MILWAUKEE - Nessah Jones didn't get to spend Thanksgiving 2020 with her grandmother, who died of COVID-19 three weeks before the holiday.
"Thanksgiving does not look the same, but for some people, they actually cannot physically make their meal," she said.
On Thanksgiving 2020, Jones helped other people's grandmothers -- serving up a holiday meal that almost wasn't. The unofficial group called “Home for Thanksgiving” almost stayed home after more than 20 years of bringing meals to Milwaukee-area seniors.
Organizer Thomas Tym was trying to reach the senior organizations they serve, the groups that provide them the names and addresses of the seniors who receive the Thanksgiving meals.
"One of them said no because of COVID, and the other one I couldn’t make contact with, and it turned out somebody passed away," said Tym.
In August, he told volunteers and donors the annual tradition of 20 years was off. Then, a month later, the senior group got in touch and the mission was back on. Tym scrambled to put on the event.
In two months, it all came together. In a year of national struggles, the meals still warmed hearts and tummies.
"Because we’re serving older adults, it’s like adopting a grandparent for the day, so having the younger kids able to deliver meals, seeing the light in their eyes when they get to deliver that meal and accept the gift from them, the food, that’s what it’s all about," said Tym. "Thanksgiving is about thanks."
The meal was the work of 100 volunteers like the Brandenburg sisters, Meagan, an eighth-grader and Melanie, a college student.
"This is our fourth year being part of the program," the younger sister said. "I definitely can’t see Thanksgiving without packing up meals and serving it to other people."
They joined the other volunteers to serve 250 pounds of turkey, which was cooked, prepared, and donated by DeRosa Restaurants, owners of The Chancery and Jose's Blue Sombrero.

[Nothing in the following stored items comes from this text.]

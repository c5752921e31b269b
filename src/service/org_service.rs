// ==========================================
// Org Structure Engine - Org Structure Service
// ==========================================
// Responsibility: direct CRUD over the hierarchy with the invariants
// enforced: unique codes and tab numbers, existing references, counter
// recomputation inside the mutating transaction
// ==========================================

use crate::db::open_sqlite_connection;
use crate::domain::org::{
    Department, DepartmentPath, DepartmentTreeNode, Employee, OrgStats,
};
use crate::repository::department_repo::DepartmentRepository;
use crate::repository::employee_repo::EmployeeRepository;
use crate::repository::position_repo::PositionRepository;
use crate::repository::RepositoryError;
use crate::rules::{can_delete, parent_code_of, valid_email, ValidationRules};
use crate::service::error::{ServiceError, ServiceResult};
use chrono::{NaiveDate, Utc};
use rusqlite::{Connection, Transaction};
use serde::{Deserialize, Serialize};
use std::collections::{BTreeMap, HashSet};
use std::sync::{Arc, Mutex, MutexGuard};
use tracing::{info, instrument, warn};

// search results are capped, the repository orders by name
const SEARCH_RESULT_CAP: i32 = 100;

// ==========================================
// Mutation requests
// ==========================================

/// create_department input.
#[derive(Debug, Clone, Default, Serialize, Deserialize)]
pub struct CreateDepartmentRequest {
    pub code: String,
    pub name: String,
    /// Explicit parent; when absent the code prefix is tried.
    pub parent_id: Option<String>,
}

/// update_department input; None leaves the field unchanged.
#[derive(Debug, Clone, Default, Serialize, Deserialize)]
pub struct UpdateDepartmentRequest {
    pub name: Option<String>,
    pub is_active: Option<bool>,
}

/// create_employee input.
#[derive(Debug, Clone, Default, Serialize, Deserialize)]
pub struct CreateEmployeeRequest {
    pub tab_number: String,
    pub full_name: String,
    pub email: Option<String>,
    pub phone: Option<String>,
    pub department_id: Option<String>,
    /// Resolved or created by title within the department.
    pub position_title: Option<String>,
    pub manager_id: Option<String>,
    pub hire_date: Option<NaiveDate>,
}

/// update_employee input; None leaves the field unchanged.
#[derive(Debug, Clone, Default, Serialize, Deserialize)]
pub struct UpdateEmployeeRequest {
    pub full_name: Option<String>,
    pub email: Option<String>,
    pub phone: Option<String>,
    pub department_id: Option<String>,
    pub position_title: Option<String>,
    pub manager_id: Option<String>,
    pub is_active: Option<bool>,
}

// ==========================================
// OrgStructureService
// ==========================================
/// CRUD facade over the hierarchy.
///
/// Multi-write operations run inside one transaction on the shared
/// connection; the repositories' tx helpers do the row work while the
/// service decides what belongs together.
pub struct OrgStructureService {
    conn: Arc<Mutex<Connection>>,
    department_repo: DepartmentRepository,
    employee_repo: EmployeeRepository,
    position_repo: PositionRepository,
    rules: ValidationRules,
}
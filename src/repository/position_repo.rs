// ==========================================
// Org Structure Engine - Position Repository
// ==========================================
// Responsibility: data access for the positions table
// ==========================================

use crate::db::open_sqlite_connection;
use crate::domain::org::Position;
use crate::repository::error::{RepositoryError, RepositoryResult};
use chrono::{DateTime, Utc};
use rusqlite::{params, Connection, Result as SqliteResult, Transaction};
use std::sync::{Arc, Mutex};

fn parse_utc(raw: &str) -> DateTime<Utc> {
    raw.parse::<DateTime<Utc>>().unwrap_or_else(|_| Utc::now())
}

fn row_to_position(row: &rusqlite::Row<'_>) -> SqliteResult<Position> {
    Ok(Position {
        id: row.get(0)?,
        code: row.get(1)?,
        title: row.get(2)?,
        category: row.get(3)?,
        department_id: row.get(4)?,
        is_active: row.get(5)?,
        created_at: parse_utc(&row.get::<_, String>(6)?),
        updated_at: parse_utc(&row.get::<_, String>(7)?),
    })
}

// ==========================================
// PositionRepository
// ==========================================
/// Position storage access. Positions are resolved during import by
/// (title, department) pairs, so that lookup has a dedicated query.
pub struct PositionRepository {
    conn: Arc<Mutex<Connection>>,
}

impl PositionRepository {
    /// Opens a repository on the given database file.
    pub fn new(db_path: &str) -> RepositoryResult<Self> {
        let conn = open_sqlite_connection(db_path)
            .map_err(|e| RepositoryError::DatabaseConnectionError(e.to_string()))?;
        Ok(Self {
            conn: Arc::new(Mutex::new(conn)),
        })
    }

    /// Builds a repository over an already opened shared connection.
    pub fn from_connection(conn: Arc<Mutex<Connection>>) -> Self {
        Self { conn }
    }

    fn get_conn(&self) -> RepositoryResult<std::sync::MutexGuard<'_, Connection>> {
        self.conn
            .lock()
            .map_err(|e| RepositoryError::LockError(e.to_string()))
    }

    pub fn find_by_id(&self, id: &str) -> RepositoryResult<Option<Position>> {
        let conn = self.get_conn()?;
        let result = conn.query_row(
            r#"
            SELECT id, code, title, category, department_id,
                   is_active, created_at, updated_at
            FROM positions
            WHERE id = ?1
            "#,
            params![id],
            row_to_position,
        );

        match result {
            Ok(position) => Ok(Some(position)),
            Err(rusqlite::Error::QueryReturnedNoRows) => Ok(None),
            Err(e) => Err(e.into()),
        }
    }

    /// Looks a position up by its unique code.
    pub fn find_by_code(&self, code: &str) -> RepositoryResult<Option<Position>> {
        let conn = self.get_conn()?;
        let result = conn.query_row(
            r#"
            SELECT id, code, title, category, department_id,
                   is_active, created_at, updated_at
            FROM positions
            WHERE code = ?1
            "#,
            params![code],
            row_to_position,
        );

        match result {
            Ok(position) => Ok(Some(position)),
            Err(rusqlite::Error::QueryReturnedNoRows) => Ok(None),
            Err(e) => Err(e.into()),
        }
    }

    /// Resolves a position by title within one department. A NULL
    /// department scopes titles that are not bound to any unit.
    pub fn find_by_title_in_department(
        &self,
        title: &str,
        department_id: Option<&str>,
    ) -> RepositoryResult<Option<Position>> {
        let conn = self.get_conn()?;
        let result = conn.query_row(
            r#"
            SELECT id, code, title, category, department_id,
                   is_active, created_at, updated_at
            FROM positions
            WHERE title = ?1 AND department_id IS ?2
            "#,
            params![title, department_id],
            row_to_position,
        );

        match result {
            Ok(position) => Ok(Some(position)),
            Err(rusqlite::Error::QueryReturnedNoRows) => Ok(None),
            Err(e) => Err(e.into()),
        }
    }

    /// All positions of one department, title order.
    pub fn find_by_department(&self, department_id: &str) -> RepositoryResult<Vec<Position>> {
        let conn = self.get_conn()?;
        let mut stmt = conn.prepare(
            r#"
            SELECT id, code, title, category, department_id,
                   is_active, created_at, updated_at
            FROM positions
            WHERE department_id = ?1
            ORDER BY title
            "#,
        )?;

        let positions = stmt
            .query_map(params![department_id], row_to_position)?
            .collect::<SqliteResult<Vec<Position>>>()?;
        Ok(positions)
    }

    pub fn count_by_department(&self, department_id: &str) -> RepositoryResult<i64> {
        let conn = self.get_conn()?;
        let count: i64 = conn.query_row(
            "SELECT COUNT(*) FROM positions WHERE department_id = ?1",
            params![department_id],
            |row| row.get(0),
        )?;
        Ok(count)
    }

    /// Upserts a position keyed by id.
    pub fn save(&self, position: &Position) -> RepositoryResult<()> {
        let conn = self.get_conn()?;
        let tx = conn.unchecked_transaction()?;
        Self::upsert_tx(&tx, position)?;
        tx.commit()?;
        Ok(())
    }

    pub fn delete(&self, id: &str) -> RepositoryResult<()> {
        let conn = self.get_conn()?;
        conn.execute("DELETE FROM positions WHERE id = ?1", params![id])?;
        Ok(())
    }

    /// All positions, title order.
    pub fn list_all(&self) -> RepositoryResult<Vec<Position>> {
        let conn = self.get_conn()?;
        let mut stmt = conn.prepare(
            r#"
            SELECT id, code, title, category, department_id,
                   is_active, created_at, updated_at
            FROM positions
            ORDER BY title
            "#,
        )?;

        let positions = stmt
            .query_map([], row_to_position)?
            .collect::<SqliteResult<Vec<Position>>>()?;
        Ok(positions)
    }

    /// Active positions only, title order.
    pub fn find_all_active(&self) -> RepositoryResult<Vec<Position>> {
        let conn = self.get_conn()?;
        let mut stmt = conn.prepare(
            r#"
            SELECT id, code, title, category, department_id,
                   is_active, created_at, updated_at
            FROM positions
            WHERE is_active = 1
            ORDER BY title
            "#,
        )?;

        let positions = stmt
            .query_map([], row_to_position)?
            .collect::<SqliteResult<Vec<Position>>>()?;
        Ok(positions)
    }

    /// Soft activate / deactivate.
    pub fn set_active(&self, id: &str, active: bool) -> RepositoryResult<()> {
        let conn = self.get_conn()?;
        conn.execute(
            "UPDATE positions SET is_active = ?2, updated_at = ?3 WHERE id = ?1",
            params![id, active, Utc::now().to_rfc3339()],
        )?;
        Ok(())
    }

    // ===== Transaction-scoped helpers =====

    /// Upserts a position inside the caller's transaction.
    pub(crate) fn upsert_tx(tx: &Transaction, position: &Position) -> RepositoryResult<()> {
        tx.execute(
            r#"
            INSERT INTO positions (
                id, code, title, category, department_id,
                is_active, created_at, updated_at
            ) VALUES (?1, ?2, ?3, ?4, ?5, ?6, ?7, ?8)
            ON CONFLICT(id) DO UPDATE SET
                code = excluded.code,
                title = excluded.title,
                category = excluded.category,
                department_id = excluded.department_id,
                is_active = excluded.is_active,
                updated_at = excluded.updated_at
            "#,
            params![
                position.id,
                position.code,
                position.title,
                position.category,
                position.department_id,
                position.is_active,
                position.created_at.to_rfc3339(),
                position.updated_at.to_rfc3339(),
            ],
        )?;
        Ok(())
    }

    /// find_by_title_in_department inside the caller's transaction.
    pub(crate) fn find_by_title_in_department_tx(
        tx: &Transaction,
        title: &str,
        department_id: Option<&str>,
    ) -> RepositoryResult<Option<Position>> {
        let result = tx.query_row(
            r#"
            SELECT id, code, title, category, department_id,
                   is_active, created_at, updated_at
            FROM positions
            WHERE title = ?1 AND department_id IS ?2
            "#,
            params![title, department_id],
            row_to_position,
        );

        match result {
            Ok(position) => Ok(Some(position)),
            Err(rusqlite::Error::QueryReturnedNoRows) => Ok(None),
            Err(e) => Err(e.into()),
        }
    }

    /// Finds the position with this title in this department or creates
    /// it with a generated unique code.
    ///
    /// # Returns
    /// - (position id, created flag)
    pub(crate) fn resolve_or_create_tx(
        tx: &Transaction,
        title: &str,
        department_id: Option<&str>,
    ) -> RepositoryResult<(String, bool)> {
        if let Some(position) = Self::find_by_title_in_department_tx(tx, title, department_id)? {
            return Ok((position.id, false));
        }

        let code = Self::unique_code_tx(tx, &Self::slugify(title))?;
        let mut position = Position::new(&code, title);
        position.department_id = department_id.map(|s| s.to_string());
        Self::upsert_tx(tx, &position)?;
        Ok((position.id, true))
    }

    /// Lowercased alphanumeric slug, '-' separated. Titles that slug to
    /// nothing fall back to "position".
    pub(crate) fn slugify(title: &str) -> String {
        let mut slug = String::with_capacity(title.len());
        for ch in title.trim().to_lowercase().chars() {
            if ch.is_alphanumeric() {
                slug.push(ch);
            } else if !slug.is_empty() && !slug.ends_with('-') {
                slug.push('-');
            }
        }
        let slug = slug.trim_end_matches('-');
        if slug.is_empty() {
            "position".to_string()
        } else {
            slug.to_string()
        }
    }

    /// Same title in different departments would collide on the unique
    /// position code; suffix until free.
    fn unique_code_tx(tx: &Transaction, base: &str) -> RepositoryResult<String> {
        let mut candidate = base.to_string();
        let mut n = 1;
        loop {
            let taken: i64 = tx.query_row(
                "SELECT COUNT(*) FROM positions WHERE code = ?1",
                params![candidate],
                |row| row.get(0),
            )?;
            if taken == 0 {
                return Ok(candidate);
            }
            n += 1;
            candidate = format!("{}-{}", base, n);
        }
    }
}

#[cfg(test)]
mod tests {
    use super::*;
    use crate::db::{configure_sqlite_connection, init_schema};
    use crate::domain::org::Department;
    use crate::repository::department_repo::DepartmentRepository;

    fn test_conn() -> Arc<Mutex<Connection>> {
        let conn = Connection::open_in_memory().unwrap();
        configure_sqlite_connection(&conn).unwrap();
        init_schema(&conn).unwrap();
        Arc::new(Mutex::new(conn))
    }

    #[test]
    fn test_save_then_find_by_code() {
        let repo = PositionRepository::from_connection(test_conn());
        let pos = Position::new("engineer", "Engineer");
        repo.save(&pos).unwrap();

        let found = repo.find_by_code("engineer").unwrap().unwrap();
        assert_eq!(found.id, pos.id);
        assert_eq!(found.title, "Engineer");
    }

    #[test]
    fn test_title_lookup_is_scoped_by_department() {
        let conn = test_conn();
        let dept_repo = DepartmentRepository::from_connection(conn.clone());
        let repo = PositionRepository::from_connection(conn);

        let dept = Department::new("AP", "Head Office");
        dept_repo.save(&dept).unwrap();

        let mut scoped = Position::new("engineer-ap", "Engineer");
        scoped.department_id = Some(dept.id.clone());
        repo.save(&scoped).unwrap();

        let unscoped = Position::new("engineer", "Engineer");
        repo.save(&unscoped).unwrap();

        let found = repo
            .find_by_title_in_department("Engineer", Some(dept.id.as_str()))
            .unwrap()
            .unwrap();
        assert_eq!(found.id, scoped.id);

        let found_global = repo
            .find_by_title_in_department("Engineer", None)
            .unwrap()
            .unwrap();
        assert_eq!(found_global.id, unscoped.id);

        assert!(repo
            .find_by_title_in_department("Manager", Some(dept.id.as_str()))
            .unwrap()
            .is_none());
    }

    #[test]
    fn test_slugify() {
        assert_eq!(PositionRepository::slugify("Lead Engineer"), "lead-engineer");
        assert_eq!(PositionRepository::slugify("  Инженер  "), "инженер");
        assert_eq!(PositionRepository::slugify("??"), "position");
    }

    #[test]
    fn test_resolve_or_create_reuses_and_disambiguates() {
        let conn = test_conn();
        let guard = conn.lock().unwrap();
        let tx = guard.unchecked_transaction().unwrap();

        let (first_id, created) =
            PositionRepository::resolve_or_create_tx(&tx, "Engineer", None).unwrap();
        assert!(created);

        let (again_id, created) =
            PositionRepository::resolve_or_create_tx(&tx, "Engineer", None).unwrap();
        assert!(!created);
        assert_eq!(again_id, first_id);

        // same title under a department gets its own code
        let dept = Department::new("AP", "Head Office");
        DepartmentRepository::upsert_tx(&tx, &dept).unwrap();
        let (scoped_id, created) =
            PositionRepository::resolve_or_create_tx(&tx, "Engineer", Some(&dept.id)).unwrap();
        assert!(created);
        assert_ne!(scoped_id, first_id);

        let codes: Vec<String> = {
            let mut stmt = tx
                .prepare("SELECT code FROM positions ORDER BY code")
                .unwrap();
            let rows = stmt
                .query_map([], |row| row.get::<_, String>(0))
                .unwrap()
                .collect::<SqliteResult<Vec<String>>>()
                .unwrap();
            rows
        };
        assert_eq!(codes, vec!["engineer", "engineer-2"]);
    }

    #[test]
    fn test_set_active_excludes_from_active_listing() {
        let repo = PositionRepository::from_connection(test_conn());
        let pos = Position::new("tester", "Tester");
        repo.save(&pos).unwrap();

        repo.set_active(&pos.id, false).unwrap();
        assert!(repo.find_all_active().unwrap().is_empty());
        assert!(!repo.find_by_id(&pos.id).unwrap().unwrap().is_active);
    }
}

That donation came in a year when many restaurants have struggled because of the pandemic.
Besides the 250 pounds of turkey, "Home for Thanksgiving" also served 150 pounds of potatoes and 175 pounds of veggies, totaling 1,100 pounds of food.

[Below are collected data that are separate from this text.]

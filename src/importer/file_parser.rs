// ==========================================
// Org Structure Engine - File Parser Implementations
// ==========================================
// Reading stage: Excel (.xlsx/.xls) / CSV (.csv) into RawTable
// Row indexes are preserved one-to-one with the source file so that
// downstream diagnostics can point at real rows
// ==========================================

use crate::importer::error::ImportError;
use crate::importer::org_importer_trait::{FileParser, MergedRegion, RawTable};
use calamine::{open_workbook, Data, Ods, Range, Reader, Xls, Xlsx};
use csv::ReaderBuilder;
use std::error::Error;
use std::path::Path;

const UTF8_BOM: &[u8] = b"\xef\xbb\xbf";

/// Picks the most plausible delimiter from the first non-empty line.
fn sniff_delimiter(sample: &str) -> u8 {
    let first_line = sample.lines().find(|l| !l.trim().is_empty()).unwrap_or("");

    let mut best = b',';
    let mut best_count = 0;
    for cand in [b';', b',', b'\t'] {
        let count = first_line.bytes().filter(|&b| b == cand).count();
        if count > best_count {
            best = cand;
            best_count = count;
        }
    }
    best
}

/// Flattens a calamine range into a dense grid, absolute coordinates,
/// so merge regions line up with row/col indexes.
fn range_to_rows(range: &Range<Data>) -> Vec<Vec<String>> {
    let (height, width) = match range.end() {
        Some((r, c)) => (r + 1, c + 1),
        None => return Vec::new(),
    };

    let mut rows = Vec::with_capacity(height as usize);
    for r in 0..height {
        let mut row = Vec::with_capacity(width as usize);
        for c in 0..width {
            let value = range
                .get_value((r, c))
                .map(|cell| cell.to_string().trim().to_string())
                .unwrap_or_default();
            row.push(value);
        }
        rows.push(row);
    }
    rows
}

// ==========================================
// CSV parser
// ==========================================
pub struct CsvFileParser;

impl FileParser for CsvFileParser {
    fn parse_table(&self, file_path: &Path) -> Result<RawTable, Box<dyn Error>> {
        if !file_path.exists() {
            return Err(Box::new(ImportError::FileNotFound(
                file_path.display().to_string(),
            )));
        }

        if let Some(ext) = file_path.extension() {
            if !ext.eq_ignore_ascii_case("csv") {
                return Err(Box::new(ImportError::InvalidFileFormat(
                    ext.to_string_lossy().to_string(),
                )));
            }
        }

        let bytes = std::fs::read(file_path).map_err(ImportError::from)?;
        let bytes = match bytes.strip_prefix(UTF8_BOM) {
            Some(stripped) => stripped,
            None => &bytes[..],
        };
        let text = String::from_utf8_lossy(bytes);

        let mut reader = ReaderBuilder::new()
            .has_headers(false)
            .flexible(true)
            .delimiter(sniff_delimiter(&text))
            .from_reader(text.as_bytes());

        let mut rows = Vec::new();
        for result in reader.records() {
            let record = result.map_err(ImportError::from)?;
            rows.push(record.iter().map(|v| v.trim().to_string()).collect());
        }

        Ok(RawTable {
            rows,
            merges: Vec::new(),
        })
    }
}

// ==========================================
// Excel parser
// ==========================================
pub struct ExcelFileParser;

impl FileParser for ExcelFileParser {
    fn parse_table(&self, file_path: &Path) -> Result<RawTable, Box<dyn Error>> {
        if !file_path.exists() {
            return Err(Box::new(ImportError::FileNotFound(
                file_path.display().to_string(),
            )));
        }

        let ext = file_path
            .extension()
            .and_then(|e| e.to_str())
            .unwrap_or("")
            .to_lowercase();

        match ext.as_str() {
            "xlsx" => {
                let mut workbook: Xlsx<_> = open_workbook(file_path)
                    .map_err(|e: calamine::XlsxError| ImportError::ExcelParseError(e.to_string()))?;

                let sheet_names = workbook.sheet_names();
                if sheet_names.is_empty() {
                    return Err(Box::new(ImportError::ExcelParseError(
                        "workbook has no sheets".to_string(),
                    )));
                }
                let sheet_name = sheet_names[0].clone();

                workbook
                    .load_merged_regions()
                    .map_err(|e| ImportError::ExcelParseError(e.to_string()))?;
                let merges = workbook
                    .merged_regions_by_sheet(&sheet_name)
                    .into_iter()
                    .map(|(_, _, dims)| MergedRegion {
                        start_row: dims.start.0,
                        start_col: dims.start.1,
                        end_row: dims.end.0,
                        end_col: dims.end.1,
                    })
                    .collect();

                let range = workbook
                    .worksheet_range(&sheet_name)
                    .map_err(|e| ImportError::ExcelParseError(e.to_string()))?;

                Ok(RawTable {
                    rows: range_to_rows(&range),
                    merges,
                })
            }
            "xls" => {
                // The legacy container exposes no merge metadata through
                // calamine; cells still come through.
                let mut workbook: Xls<_> = open_workbook(file_path)
                    .map_err(|e: calamine::XlsError| ImportError::ExcelParseError(e.to_string()))?;

                let sheet_names = workbook.sheet_names();
                if sheet_names.is_empty() {
                    return Err(Box::new(ImportError::ExcelParseError(
                        "workbook has no sheets".to_string(),
                    )));
                }
                let sheet_name = sheet_names[0].clone();

                let range = workbook
                    .worksheet_range(&sheet_name)
                    .map_err(|e| ImportError::ExcelParseError(e.to_string()))?;

                Ok(RawTable {
                    rows: range_to_rows(&range),
                    merges: Vec::new(),
                })
            }
            "ods" => {
                let mut workbook: Ods<_> = open_workbook(file_path)
                    .map_err(|e: calamine::OdsError| ImportError::ExcelParseError(e.to_string()))?;

                let sheet_names = workbook.sheet_names();
                if sheet_names.is_empty() {
                    return Err(Box::new(ImportError::ExcelParseError(
                        "workbook has no sheets".to_string(),
                    )));
                }
                let sheet_name = sheet_names[0].clone();

                let range = workbook
                    .worksheet_range(&sheet_name)
                    .map_err(|e| ImportError::ExcelParseError(e.to_string()))?;

                Ok(RawTable {
                    rows: range_to_rows(&range),
                    merges: Vec::new(),
                })
            }
            other => Err(Box::new(ImportError::InvalidFileFormat(other.to_string()))),
        }
    }
}

// ==========================================
// Universal parser (dispatch by extension)
// ==========================================
pub struct UniversalFileParser;

impl FileParser for UniversalFileParser {
    fn parse_table(&self, file_path: &Path) -> Result<RawTable, Box<dyn Error>> {
        if !file_path.exists() {
            return Err(Box::new(ImportError::FileNotFound(
                file_path.display().to_string(),
            )));
        }

        let ext = file_path
            .extension()
            .and_then(|e| e.to_str())
            .unwrap_or("")
            .to_lowercase();

        match ext.as_str() {
            "csv" => CsvFileParser.parse_table(file_path),
            "xlsx" | "xls" | "ods" => ExcelFileParser.parse_table(file_path),
            _ => Err(Box::new(ImportError::InvalidFileFormat(ext))),
        }
    }
}

#[cfg(test)]
mod tests {
    use super::*;
    use std::io::Write;
    use tempfile::NamedTempFile;

    #[test]
    fn test_csv_parser_comma_file() {
        let mut temp_file = NamedTempFile::new().unwrap();
        writeln!(temp_file, "FullName,TabNumber,Email").unwrap();
        writeln!(temp_file, "Ivanov Ivan,EMP001,ivanov@example.com").unwrap();

        let table = CsvFileParser.parse_table(temp_file.path()).unwrap();
        assert_eq!(table.row_count(), 2);
        assert_eq!(table.cell(0, 1), "TabNumber");
        assert_eq!(table.cell(1, 0), "Ivanov Ivan");
        assert!(table.merges.is_empty());
    }

    #[test]
    fn test_csv_parser_sniffs_semicolons_and_strips_bom() {
        let mut temp_file = NamedTempFile::new().unwrap();
        temp_file.write_all(b"\xef\xbb\xbf").unwrap();
        writeln!(temp_file, "FullName;TabNumber").unwrap();
        writeln!(temp_file, "Ivanov Ivan;EMP001").unwrap();

        let table = CsvFileParser.parse_table(temp_file.path()).unwrap();
        assert_eq!(table.cell(0, 0), "FullName");
        assert_eq!(table.cell(1, 1), "EMP001");
    }

    #[test]
    fn test_csv_parser_keeps_blank_rows_for_row_numbering() {
        let mut temp_file = NamedTempFile::new().unwrap();
        writeln!(temp_file, "FullName,TabNumber").unwrap();
        writeln!(temp_file, ",").unwrap();
        writeln!(temp_file, "Ivanov Ivan,EMP001").unwrap();

        let table = CsvFileParser.parse_table(temp_file.path()).unwrap();
        assert_eq!(table.row_count(), 3);
        assert!(table.is_row_empty(1));
        assert_eq!(table.cell(2, 1), "EMP001");
    }

    #[test]
    fn test_parser_file_not_found() {
        let err = CsvFileParser
            .parse_table(Path::new("no_such_file.csv"))
            .unwrap_err();
        let import_err = err.downcast_ref::<ImportError>().unwrap();
        assert!(matches!(import_err, ImportError::FileNotFound(_)));
    }

    #[test]
    fn test_universal_parser_rejects_unknown_extension() {
        let temp_file = tempfile::Builder::new()
            .suffix(".txt")
            .tempfile()
            .unwrap();

        let err = UniversalFileParser
            .parse_table(temp_file.path())
            .unwrap_err();
        let import_err = err.downcast_ref::<ImportError>().unwrap();
        assert!(matches!(import_err, ImportError::InvalidFileFormat(_)));
    }

    #[test]
    fn test_sniff_delimiter_prefers_majority() {
        assert_eq!(sniff_delimiter("a;b;c"), b';');
        assert_eq!(sniff_delimiter("a,b,c"), b',');
        assert_eq!(sniff_delimiter("a\tb\tc"), b'\t');
        assert_eq!(sniff_delimiter(""), b',');
    }
}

While the pandemic couldn't wipe out this yearly project, it certainly sparked changes. Volunteers have to wait until next year to do their normal visits with seniors. This year, they're not allowed to go inside the seniors' homes.
"You’re going to have a ball because you get to spend time with them, and they’re just going to love your presence in their home," Tym told a first-time volunteer, previewing what he hopes will be back next year.
"That's probably the hardest part about this whole thing. Yes, it’s about food; yes, they need the food, but as a lot of the delivery people find out when they call those people, they spend a lot of time on the phone with them, just conversing with them. And they are lonely; they are very lonely. So, even the time we’re going to spend on the doorstep today will be valuable, because they’re going to see somebody else’s face," Tym told FOX6.
The changes come after a year of loss for the country, for the city, and for Nessa Jones. She's not letting that stop her from giving back.
"Hey, sometimes we complain about things that really don’t make sense, so we decided to start giving back to the community, and this is one of the projects that we did and we found so much joy from doing it," Jones said.
Again this year, she's back serving in a project that has taught her important lessons since Thanksgiving 2015.
"Keep yourself grounded," said Jones. "Do what you can. Not to say that you shouldn’t complain, but if there’s something you could do to help someone else, do it."